What We Discussed on the Podcast
This week, the Dads wrap up JanuArnie with Nic's personal favorite Schwarzenegger film, 1985's Commando, and Steve is seeing it for the very first time. Nic describes it as "black tar Arnie," the most purely distilled version of what makes Schwarzenegger movies tick, and he's been quoting it with college buddies for decades. The film wastes zero time establishing its chaos: four minutes in, three bodies are already on the ground, and the Dads haven't even gotten to the famous daddy-daughter ice cream montage where young Alyssa Milano smashes a cone into Arnold's face while deer eat from his hands like he's Snow White with biceps.

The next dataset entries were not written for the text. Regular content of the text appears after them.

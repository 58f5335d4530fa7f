#![deny(clippy::all)]
#![deny(rustdoc::broken_intra_doc_links)]

use methscore::args::CliArgs;
use structopt::StructOpt;

fn main() -> anyhow::Result<()> {
    let args = CliArgs::from_args();
    methscore::init_logging(args.log_level())?;
    if let Some(summary) = methscore::run(&args.input_file, &args.options)? {
        summary.print();
    }
    Ok(())
}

The villain situation sparks some heated discussion. Bennett, played by Vernon Wells, shows up looking like "Freddie Mercury in a crocheted chainmail vest" with fingerless gloves and a leather jacket, and Steve cannot get over how unintimidating he is. He's soft in the middle, clearly obsessed with Matrix in a way that reads more like a scorned ex-lover than a mortal enemy, and the Dads agree there's no counterbalance to Arnold's superhuman hero. Then there's Sully, a five-foot-two sleazeball in an oversized David Byrne suit who delivers increasingly disgusting one-liners until Arnold dangles him off a cliff and delivers the immortal "Remember when I said I'd kill you last? I lied." The Dads also geek out over recognizing the Beverly Hills Cop mansion, Bill Paxton's early cameo as a Coast Guard radar guy, and the baffling amount of steel drum in a movie set entirely in Los Angeles.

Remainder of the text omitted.